The paper tackled automatic image enhancement as an optimization problem by comparing three evolutionary algorithms (Genetic Algorithm, Differential Evolution, Self Organizing Migration Algorithm) to find optimal parameters for an image enhancement transfer function, aiming to maximize contrast and detail visibility, with results compared among themselves and against histogram equalization.

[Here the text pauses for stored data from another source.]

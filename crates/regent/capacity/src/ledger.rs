//! The per-resource capacity ledger.
//!
//! The ledger itself is single-threaded state; the store wraps each one in
//! its own lock. Waitlist positions are always the live 1..N ranks derived
//! from the ordered list, so removals renumber implicitly and the sequence
//! never has gaps.

use crate::{ClaimId, ResourceId};
use serde::{Deserialize, Serialize};
use std::collections::HashMap;
use tracing::{debug, info, warn};

/// Static capacity configuration for a resource.
#[derive(Clone, Copy, Debug, Serialize, Deserialize)]
pub struct CapacityParams {
    pub max_capacity: u32,
    /// Whether the resource accepts new claims at all. A closed resource
    /// rejects admissions instead of waitlisting them.
    pub open: bool,
}

impl CapacityParams {
    pub fn new(max_capacity: u32) -> Self {
        Self {
            max_capacity,
            open: true,
        }
    }

    pub fn closed(mut self) -> Self {
        self.open = false;
        self
    }
}

/// What an admission request resolved to.
#[derive(Clone, Copy, Debug, PartialEq, Eq, Serialize, Deserialize)]
pub enum AdmissionOutcome {
    Committed,
    /// Waitlisted at the given 1-based position.
    Waitlisted(u32),
    /// The resource is closed to intake.
    Rejected,
}

/// An admission result, flagged when it is a replay of a recorded claim or
/// came through the overbooking path.
#[derive(Clone, Copy, Debug, PartialEq, Eq, Serialize, Deserialize)]
pub struct Admission {
    pub outcome: AdmissionOutcome,
    pub replayed: bool,
    pub overbooked: bool,
}

/// A release result.
#[derive(Clone, Debug, PartialEq, Eq, Serialize, Deserialize)]
pub struct Release {
    /// Whether a committed seat was actually given back.
    pub released: bool,
    /// The waitlisted claim promoted into the freed seat, if any.
    pub promoted: Option<ClaimId>,
}

/// How the journal remembers a claim; positions are never journaled
/// because they shift as the waitlist drains.
#[derive(Clone, Copy, Debug, PartialEq, Eq, Serialize, Deserialize)]
enum ClaimState {
    Committed,
    Waitlisted,
    Rejected,
}

/// Committed/maximum counter plus ordered waitlist for one resource.
#[derive(Clone, Debug, Serialize, Deserialize)]
pub struct CapacityLedger {
    resource: ResourceId,
    max_capacity: u32,
    committed: u32,
    open: bool,
    waitlist: Vec<ClaimId>,
    claims: HashMap<ClaimId, ClaimState>,
}

impl CapacityLedger {
    pub fn new(resource: ResourceId, params: CapacityParams) -> Self {
        Self {
            resource,
            max_capacity: params.max_capacity,
            committed: 0,
            open: params.open,
            waitlist: Vec::new(),
            claims: HashMap::new(),
        }
    }

    pub fn resource(&self) -> &ResourceId {
        &self.resource
    }

    pub fn committed(&self) -> u32 {
        self.committed
    }

    pub fn max_capacity(&self) -> u32 {
        self.max_capacity
    }

    pub fn is_open(&self) -> bool {
        self.open
    }

    pub fn set_open(&mut self, open: bool) {
        self.open = open;
    }

    /// Raise or lower the maximum. Lowering never evicts committed claims;
    /// the ledger simply stops admitting until releases catch up.
    pub fn set_max_capacity(&mut self, max: u32) {
        self.max_capacity = max;
    }

    pub fn waitlist(&self) -> &[ClaimId] {
        &self.waitlist
    }

    /// The claim's live 1-based waitlist position.
    pub fn position(&self, claim: &ClaimId) -> Option<u32> {
        self.waitlist
            .iter()
            .position(|entry| entry == claim)
            .map(|index| index as u32 + 1)
    }

    /// Admit a claim, or waitlist it when the resource is full.
    pub fn request_admission(&mut self, claim: &ClaimId) -> Admission {
        match self.claims.get(claim) {
            Some(ClaimState::Committed) => {
                debug!(resource = %self.resource, %claim, "admission replayed");
                return Admission {
                    outcome: AdmissionOutcome::Committed,
                    replayed: true,
                    overbooked: false,
                };
            }
            Some(ClaimState::Waitlisted) => {
                // A waitlisted claim re-requesting admission takes a freed
                // seat if one exists; otherwise it keeps its place.
                if self.committed < self.max_capacity {
                    self.waitlist.retain(|entry| entry != claim);
                    self.committed += 1;
                    self.claims.insert(claim.clone(), ClaimState::Committed);
                    info!(resource = %self.resource, %claim, "waitlisted claim admitted");
                    return Admission {
                        outcome: AdmissionOutcome::Committed,
                        replayed: false,
                        overbooked: false,
                    };
                }
                let position = self.position(claim).unwrap_or(1);
                debug!(resource = %self.resource, %claim, position, "admission replayed");
                return Admission {
                    outcome: AdmissionOutcome::Waitlisted(position),
                    replayed: true,
                    overbooked: false,
                };
            }
            Some(ClaimState::Rejected) => {
                return Admission {
                    outcome: AdmissionOutcome::Rejected,
                    replayed: true,
                    overbooked: false,
                };
            }
            None => {}
        }

        if !self.open {
            debug!(resource = %self.resource, %claim, "admission rejected, intake closed");
            self.claims.insert(claim.clone(), ClaimState::Rejected);
            return Admission {
                outcome: AdmissionOutcome::Rejected,
                replayed: false,
                overbooked: false,
            };
        }

        if self.committed < self.max_capacity {
            self.committed += 1;
            self.claims.insert(claim.clone(), ClaimState::Committed);
            debug!(resource = %self.resource, %claim, committed = self.committed, "claim committed");
            Admission {
                outcome: AdmissionOutcome::Committed,
                replayed: false,
                overbooked: false,
            }
        } else {
            self.waitlist.push(claim.clone());
            self.claims.insert(claim.clone(), ClaimState::Waitlisted);
            let position = self.waitlist.len() as u32;
            debug!(resource = %self.resource, %claim, position, "claim waitlisted");
            Admission {
                outcome: AdmissionOutcome::Waitlisted(position),
                replayed: false,
                overbooked: false,
            }
        }
    }

    /// Join the waitlist without contending for a seat.
    pub fn join_waitlist(&mut self, claim: &ClaimId) -> Admission {
        match self.claims.get(claim) {
            Some(ClaimState::Committed) => {
                return Admission {
                    outcome: AdmissionOutcome::Committed,
                    replayed: true,
                    overbooked: false,
                };
            }
            Some(ClaimState::Waitlisted) => {
                let position = self.position(claim).unwrap_or(1);
                return Admission {
                    outcome: AdmissionOutcome::Waitlisted(position),
                    replayed: true,
                    overbooked: false,
                };
            }
            _ => {}
        }

        if !self.open {
            self.claims.insert(claim.clone(), ClaimState::Rejected);
            return Admission {
                outcome: AdmissionOutcome::Rejected,
                replayed: false,
                overbooked: false,
            };
        }

        self.waitlist.push(claim.clone());
        self.claims.insert(claim.clone(), ClaimState::Waitlisted);
        Admission {
            outcome: AdmissionOutcome::Waitlisted(self.waitlist.len() as u32),
            replayed: false,
            overbooked: false,
        }
    }

    /// The explicitly flagged reservation path that may exceed capacity.
    pub fn reserve_overbooked(&mut self, claim: &ClaimId) -> Admission {
        if let Some(ClaimState::Committed) = self.claims.get(claim) {
            return Admission {
                outcome: AdmissionOutcome::Committed,
                replayed: true,
                overbooked: self.committed > self.max_capacity,
            };
        }

        self.waitlist.retain(|entry| entry != claim);
        self.committed += 1;
        self.claims.insert(claim.clone(), ClaimState::Committed);
        let overbooked = self.committed > self.max_capacity;
        if overbooked {
            warn!(
                resource = %self.resource,
                %claim,
                committed = self.committed,
                max = self.max_capacity,
                "overbooked reservation committed"
            );
        }
        Admission {
            outcome: AdmissionOutcome::Committed,
            replayed: false,
            overbooked,
        }
    }

    /// Give a claim's seat back, or drop it from the waitlist. Frees at
    /// most one seat; a freed seat promotes the waitlist head.
    pub fn release(&mut self, claim: &ClaimId) -> Release {
        let state = self.claims.get(claim).copied();
        match state {
            Some(ClaimState::Committed) => {
                // Floored at zero, never negative.
                self.committed = self.committed.saturating_sub(1);
                self.claims.remove(claim);
                debug!(resource = %self.resource, %claim, committed = self.committed, "claim released");

                let promoted = if self.committed < self.max_capacity {
                    self.promote_head()
                } else {
                    None
                };
                Release {
                    released: true,
                    promoted,
                }
            }
            Some(ClaimState::Waitlisted) => {
                self.waitlist.retain(|entry| entry != claim);
                self.claims.remove(claim);
                debug!(resource = %self.resource, %claim, "waitlisted claim dropped");
                Release {
                    released: false,
                    promoted: None,
                }
            }
            _ => Release {
                released: false,
                promoted: None,
            },
        }
    }

    fn promote_head(&mut self) -> Option<ClaimId> {
        if self.waitlist.is_empty() {
            return None;
        }
        let head = self.waitlist.remove(0);
        self.committed += 1;
        self.claims.insert(head.clone(), ClaimState::Committed);
        info!(resource = %self.resource, claim = %head, "waitlist head promoted");
        Some(head)
    }
}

Evolutionary algorithms are metaheuristic techniques that derive inspiration from the natural process of evolution. They can efficiently solve (generate acceptable quality of solution in reasonable time) complex optimization (NP-Hard) problems. In this paper, automatic image enhancement is considered as an optimization problem and three evolutionary algorithms (Genetic Algorithm, Differential Evolution and Self Organizing Migration Algorithm) are employed to search for an optimum solution. They are used to find an optimum parameter set for an image enhancement transfer function. The aim is to maximize a fitness criterion which is a measure of image contrast and the visibility of details in the enhanced image. The enhancement results obtained using all three evolutionary algorithms are compared amongst themselves and also with the output of histogram equalization method.